CARLES MULET. PALMA.
"Aquí, s´Orquestrina d´Algaida!". De un tiempo a esta parte ha sido su particular bona nit escénico, su exclusivo ritual para confirmarse prestos antes de cada verbena. Conciso y enérgico ´pregón´, la formación lo ha trasladado al estudio de grabación para titular así el homenaje que han considerado brindar a su cuarto de siglo de trayectoria;?una efemérides que la Orquestrina celebra con un dadivoso libro disco. Dos cedés, libreto y un dvd documental –oficiales pasado mañana– recogen sus músicas e historia, un "proyecto" intergeneracional que sería incompleto sin una fiesta de presentación. El guateque, a la altura de las circunstancias, se anuncia para el próximo sábado –22.30 horas– en la Plaça de su Algaida, como debe ser. "En un momento dado", anticipan, el escenario reunirá a una treintena de los 48 músicos que la formación ha visto pasar desde que echara a sonar, un lejano octubre de 1984.
La Orquestrina, desde el estudio bunyolí de Ona Digital, ha recuperado cerca de cuarenta canciones para musicar sus bodas de plata, una generosa selección que atestigua una carrera que suma ya (con el nuevo) nueve trabajos discográficos, amén de infinitos bolos.
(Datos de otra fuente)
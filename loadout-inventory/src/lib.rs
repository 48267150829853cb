//! In-memory inventories over array and linked stores.
//!
//! Three stores share one record vocabulary:
//!
//! ```text
//! Backpack  - Items, fixed capacity, contiguous; sort + binary search
//! Satchel   - Items, unbounded, singly linked; sequential access only
//! Tower     - Components, fixed capacity; three counted sorts
//! ```
//!
//! Every search returns a [`Probe`](loadout_collections::Probe) and every sort
//! returns its comparison count, so the cost of an operation is part of its
//! result.
//!
//! # Quick Start
//!
//! ```
//! use loadout_inventory::{Backpack, Item, Satchel};
//!
//! let mut pack = Backpack::new();
//! pack.insert(Item::new("Medkit", "cura", 3)).unwrap();
//! pack.insert(Item::new("Rifle", "arma", 1)).unwrap();
//!
//! let removed = pack.remove_by_name("Medkit").unwrap();
//! assert_eq!(removed.quantity(), 3);
//! assert_eq!(pack.len(), 1);
//!
//! let mut satchel = Satchel::new();
//! satchel.insert_tail(removed).unwrap();
//! assert_eq!(satchel.search_linear("Medkit").comparisons, 1);
//! ```
//!
//! # Configuration
//!
//! Capacities default to 10 items and 20 components and can be read from
//! TOML with [`Capacities::from_toml_str`].
//!
//! # Logging
//!
//! Mutations log at `debug`, probes at `trace`, and rejected inserts at
//! `warn` through `tracing`. Install a subscriber to see them.

#![warn(missing_docs)]

pub mod backpack;
pub mod config;
pub mod error;
pub mod record;
pub mod satchel;
pub mod timing;
pub mod tower;

pub use backpack::Backpack;
pub use config::Capacities;
pub use error::{InventoryError, InventoryResult};
pub use record::{Component, Item, Named};
pub use satchel::Satchel;
pub use timing::{LatencyRecorder, LatencySummary, Timed};
pub use tower::{KeyLookup, SortStrategy, Sorted, TimedSort, Tower};
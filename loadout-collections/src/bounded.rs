//! Fixed-capacity contiguous sequence with gap-free removal.

use crate::Full;

/// An ordered sequence that never grows past the capacity it was built with.
///
/// Insertion appends at the current length. Removal shifts every later
/// element one position left, so elements always occupy `0..len` with no
/// holes, in insertion order until something reorders them.
///
/// # Example
///
/// ```
/// use loadout_collections::BoundedArray;
///
/// let mut arr: BoundedArray<u32> = BoundedArray::with_capacity(2);
/// arr.try_push(1).unwrap();
/// arr.try_push(2).unwrap();
/// assert_eq!(arr.try_push(3).unwrap_err().into_inner(), 3);
///
/// assert_eq!(arr.remove(0), Some(1));
/// assert_eq!(arr.as_slice(), &[2]);
/// ```
#[derive(Debug, Clone, PartialEq, Eq)]
pub struct BoundedArray<T> {
    items: Vec<T>,
    capacity: usize,
}

impl<T> BoundedArray<T> {
    /// Creates an empty array holding at most `capacity` elements.
    ///
    /// The whole capacity is reserved up front.
    ///
    /// # Panics
    ///
    /// Panics if `capacity` is 0.
    pub fn with_capacity(capacity: usize) -> Self {
        assert!(capacity > 0, "capacity must be > 0");
        Self {
            items: Vec::with_capacity(capacity),
            capacity,
        }
    }

    /// Maximum number of elements.
    #[inline]
    pub const fn capacity(&self) -> usize {
        self.capacity
    }

    /// Number of elements currently stored.
    #[inline]
    pub fn len(&self) -> usize {
        self.items.len()
    }

    /// Returns `true` if no elements are stored.
    #[inline]
    pub fn is_empty(&self) -> bool {
        self.items.is_empty()
    }

    /// Returns `true` if another push would fail.
    #[inline]
    pub fn is_full(&self) -> bool {
        self.items.len() == self.capacity
    }

    /// Appends a value at the current length.
    ///
    /// # Errors
    ///
    /// Returns `Err(Full(value))` without touching the array when it is full.
    #[inline]
    pub fn try_push(&mut self, value: T) -> Result<(), Full<T>> {
        if self.is_full() {
            return Err(Full(value));
        }
        self.items.push(value);
        Ok(())
    }

    /// Removes the element at `index`, shifting later elements left.
    ///
    /// Returns `None` if `index` is out of bounds.
    pub fn remove(&mut self, index: usize) -> Option<T> {
        if index >= self.items.len() {
            return None;
        }
        Some(self.items.remove(index))
    }

    /// Position of the first element matching `pred`.
    #[inline]
    pub fn position<F>(&self, pred: F) -> Option<usize>
    where
        F: FnMut(&T) -> bool,
    {
        self.items.iter().position(pred)
    }

    /// Returns the element at `index`.
    #[inline]
    pub fn get(&self, index: usize) -> Option<&T> {
        self.items.get(index)
    }

    /// Current contents in order.
    #[inline]
    pub fn as_slice(&self) -> &[T] {
        &self.items
    }

    /// Mutable view for in-place reordering.
    ///
    /// Length cannot change through a slice, so capacity still holds.
    #[inline]
    pub fn as_mut_slice(&mut self) -> &mut [T] {
        &mut self.items
    }

    /// Iterator over elements in order.
    #[inline]
    pub fn iter(&self) -> core::slice::Iter<'_, T> {
        self.items.iter()
    }

    /// Drops every element. Capacity is unchanged.
    pub fn clear(&mut self) {
        self.items.clear();
    }
}

impl<'a, T> IntoIterator for &'a BoundedArray<T> {
    type Item = &'a T;
    type IntoIter = core::slice::Iter<'a, T>;

    fn into_iter(self) -> Self::IntoIter {
        self.items.iter()
    }
}
//! Small ordered containers and comparison-counted algorithms.
//!
//! This crate provides two sequence representations with the same
//! insert/remove/scan vocabulary, plus quadratic sorts and a binary search
//! that report how much work they did.
//!
//! ```text
//! BoundedArray<T>  - contiguous, fixed capacity, left-compacts on removal
//! Chain<T, S>      - singly linked over slot storage, unbounded
//! ```
//!
//! # Quick Start
//!
//! ```
//! use loadout_collections::{BoundedArray, Chain};
//! use loadout_collections::search::linear_search;
//!
//! let mut arr: BoundedArray<u32> = BoundedArray::with_capacity(10);
//! arr.try_push(7).unwrap();
//! arr.try_push(3).unwrap();
//!
//! let mut chain: Chain<u32> = Chain::new();
//! chain.push_back(7).unwrap();
//! chain.push_back(3).unwrap();
//!
//! // Same lookup, same cost accounting, different layouts.
//! assert_eq!(linear_search(&arr, |&&v| v == 3).comparisons, 2);
//! assert_eq!(linear_search(&chain, |&&v| v == 3).comparisons, 2);
//! ```
//!
//! # Storage
//!
//! A [`Chain`] keeps its nodes in a [`Storage`]: a slot arena with stable
//! indices. Nodes link to their successor by index, and a removed node's
//! slot is handed back in the same call that unlinks it.
//!
//! | Storage | Growth | On allocation failure |
//! |---------|--------|-----------------------|
//! | [`NodePool`] | Growable | Returns [`AllocError`] with the value |
//! | `slab::Slab` | Growable | Aborts (feature `slab`) |
//!
//! # Counting
//!
//! Sorts return their comparison count; searches return a [`Probe`]
//! carrying the index and the count. There is no shared counter: every
//! count belongs to exactly one call.
//!
//! Binary search requires its input to be sorted ascending by the searched
//! key under the same ordering. That precondition is documented, not
//! checked.
//!
//! # Feature Flags
//!
//! - `slab` - Enable [`Storage`] impl for `slab::Slab`

#![warn(missing_docs)]

pub mod bounded;
pub mod chain;
pub mod index;
pub mod search;
pub mod sort;
pub mod storage;

pub use bounded::BoundedArray;
pub use chain::{Chain, Link};
pub use index::Index;
pub use search::Probe;
pub use storage::{AllocError, Full, NodePool, Storage};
En Aquí!, que sólo prescinde de media docena de los temas suscritos a lo largo de sus 25 años, la formación ha incluido seis cortes nuevos, sus más recientes aproximaciones –siempre marca de la casa– a Luz Casal, la Orquesta Mondragón, Aretha Franklin o Nina Simone.
Las canciones más antiguas recuperadas para esta suerte de greatest hits global –hasta hoy sólo audibles en vinilo– han sido remasterizadas en Bunyola con "premeditado" y retro-nostálgico respeto. "Sutilmente, intencionadamente, para que no suenen igual que las nuevas", como confirma Biel Munar, uno de los fundadores de la Orquestrina d´Algaida, su bajista durante muchos años, ahora su técnico de sonido y el responsable de las cuestiones y burocracias de "retaguardia".
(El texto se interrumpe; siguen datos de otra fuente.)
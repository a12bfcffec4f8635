pub mod config;
pub mod error;
pub mod event;
pub mod history;
pub mod message;
pub mod sandbox;
pub mod session;
pub mod stream;
pub mod tool;
pub mod trace;

pub use error::{Error, Result};
pub use event::{Event, EventKind};
pub use history::{HistoryInvariantError, MessageHistory};
pub use message::{Message, Role, Turn};
pub use sandbox::{Sandbox, SandboxMode};
pub use session::{Session, SessionEntry};
pub use tool::{ToolCatalog, ToolDefinition};
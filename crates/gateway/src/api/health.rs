use axum::extract::State;
use axum::Json;

use crate::state::AppState;

/// Liveness/readiness probe: reports whether at least one LLM model is
/// registered, mirroring the shape operators expect from a load balancer
/// health check.
pub async fn health(State(state): State<AppState>) -> Json<serde_json::Value> {
    Json(serde_json::json!({
        "status": "ok",
        "models_configured": state.llm.len(),
        "sandbox_mode": format!("{:?}", state.config.sandbox.mode),
    }))
}
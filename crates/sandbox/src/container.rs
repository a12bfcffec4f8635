use async_trait::async_trait;
use tokio::process::Command;

use ac_domain::config::ContainerConfig;
use ac_domain::{Error, Sandbox, SandboxMode};

use crate::backend::SandboxBackend;

/// Runs the tool server inside a per-session Docker container on a shared
/// bridge network, shelling out to the `docker` CLI rather than linking a
/// Docker API client.
pub struct ContainerBackend {
    config: ContainerConfig,
    service_port: u16,
    base_domain: String,
    workspace_root: std::path::PathBuf,
}

impl ContainerBackend {
    pub fn new(config: ContainerConfig, service_port: u16, base_domain: String, workspace_root: std::path::PathBuf) -> Self {
        Self {
            config,
            service_port,
            base_domain,
            workspace_root,
        }
    }

    async fn run_docker(&self, args: &[&str]) -> Result<std::process::Output, Error> {
        Command::new("docker")
            .args(args)
            .output()
            .await
            .map_err(|e| Error::SandboxUnavailable(format!("docker command failed: {e}")))
    }
}

#[async_trait]
impl SandboxBackend for ContainerBackend {
    async fn create(&self, session_id: &str) -> Result<Sandbox, Error> {
        let host_path = self.workspace_root.join(session_id);
        tokio::fs::create_dir_all(&host_path)
            .await
            .map_err(|e| Error::SandboxUnavailable(format!("failed to create workspace dir: {e}")))?;

        let memory = format!("{}m", self.config.memory_limit_mb);
        let cpus = self.config.cpu_quota.to_string();
        let bind = format!("{}:{}", host_path.display(), self.config.workspace_path.display());

        let output = self
            .run_docker(&[
                "run",
                "-d",
                "--name",
                session_id,
                "--network",
                &self.config.network_name,
                "--memory",
                &memory,
                "--cpus",
                &cpus,
                "-v",
                &bind,
                &self.config.image,
            ])
            .await?;

        if !output.status.success() {
            return Err(Error::SandboxUnavailable(format!(
                "docker run failed: {}",
                String::from_utf8_lossy(&output.stderr)
            )));
        }

        let container_id = String::from_utf8_lossy(&output.stdout).trim().to_string();
        let mut sandbox = Sandbox::new(
            container_id,
            SandboxMode::Container,
            format!("http://{session_id}:{}", self.service_port),
        );
        sandbox.expose_port(self.service_port, self.expose_port(&sandbox, self.service_port));
        Ok(sandbox)
    }

    async fn connect(&self, sandbox: &Sandbox) -> Result<String, Error> {
        Ok(sandbox.base_url.clone())
    }

    fn expose_port(&self, sandbox: &Sandbox, port: u16) -> String {
        format!("http://{}-{port}.{}", sandbox.id, self.base_domain)
    }

    async fn start(&self, sandbox: &Sandbox) -> Result<(), Error> {
        let output = self.run_docker(&["start", &sandbox.id]).await?;
        if !output.status.success() {
            return Err(Error::SandboxUnavailable(format!(
                "docker start failed: {}",
                String::from_utf8_lossy(&output.stderr)
            )));
        }
        Ok(())
    }

    async fn stop(&self, sandbox: &Sandbox) -> Result<(), Error> {
        let output = self.run_docker(&["stop", "-t", "5", &sandbox.id]).await?;
        if !output.status.success() {
            return Err(Error::SandboxUnavailable(format!(
                "docker stop failed: {}",
                String::from_utf8_lossy(&output.stderr)
            )));
        }
        Ok(())
    }

    async fn cleanup(&self, sandbox: &Sandbox) -> Result<(), Error> {
        let _ = self.run_docker(&["stop", "-t", "5", &sandbox.id]).await;
        let output = self.run_docker(&["rm", "-f", &sandbox.id]).await?;
        if !output.status.success() {
            tracing::warn!(
                sandbox_id = %sandbox.id,
                stderr = %String::from_utf8_lossy(&output.stderr),
                "docker rm reported a non-zero exit during cleanup"
            );
        }
        Ok(())
    }
}

#[cfg(test)]
mod tests {
    use super::*;

    #[test]
    fn expose_port_joins_container_name_port_and_domain() {
        let backend = ContainerBackend::new(
            ContainerConfig::default(),
            8080,
            "sandbox.localhost".into(),
            std::path::PathBuf::from("/tmp/workspaces"),
        );
        let sandbox = Sandbox::new("abc123", SandboxMode::Container, "http://abc123:8080");
        assert_eq!(
            backend.expose_port(&sandbox, 3000),
            "http://abc123-3000.sandbox.localhost"
        );
    }
}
"Una cosa nunca vista en la isla". Así percibe Munar a su Orquestrina en los inicios, una formación que nació instrumental, "mirándose en el espejo de la Orquestra Platería, la Galana o la Salseta del Poble Sec". Fue "una primera época", evoca, que multiplicaría "atractivos" algunos años después, con la incorporación de las primeras tres voces cantantes de las nueve que el grupo ha tenido. "No había otra orquesta igual, éramos jóvenes, teníamos frescura. Incorporamos un repertorio alternativo, con arreglos propios y con ritmos menos habituales", justifica humilde una adición de aportaciones que entiende diferenciadora respecto a otros proyectos similares;?un "carácter", entiende, que han tratado de mantener todo este tiempo, al igual que su preocupación por mimar el catalán.
"Adaptar las canciones al catalán parece sencillo, pero no lo es", corrobora Biel Munar, que centraliza todos los logros lingüísticos en un "excepcional" Tomeu Sales, el speaker de la Orquestrina y el encargado de "traducir" los temas. "Todo lo adaptable al catalán lo hemos adaptado", deriva de su "compromiso con la lengua", excluyendo, coherente, canciones como La chica ye-ye, mucho mejor en su registro original.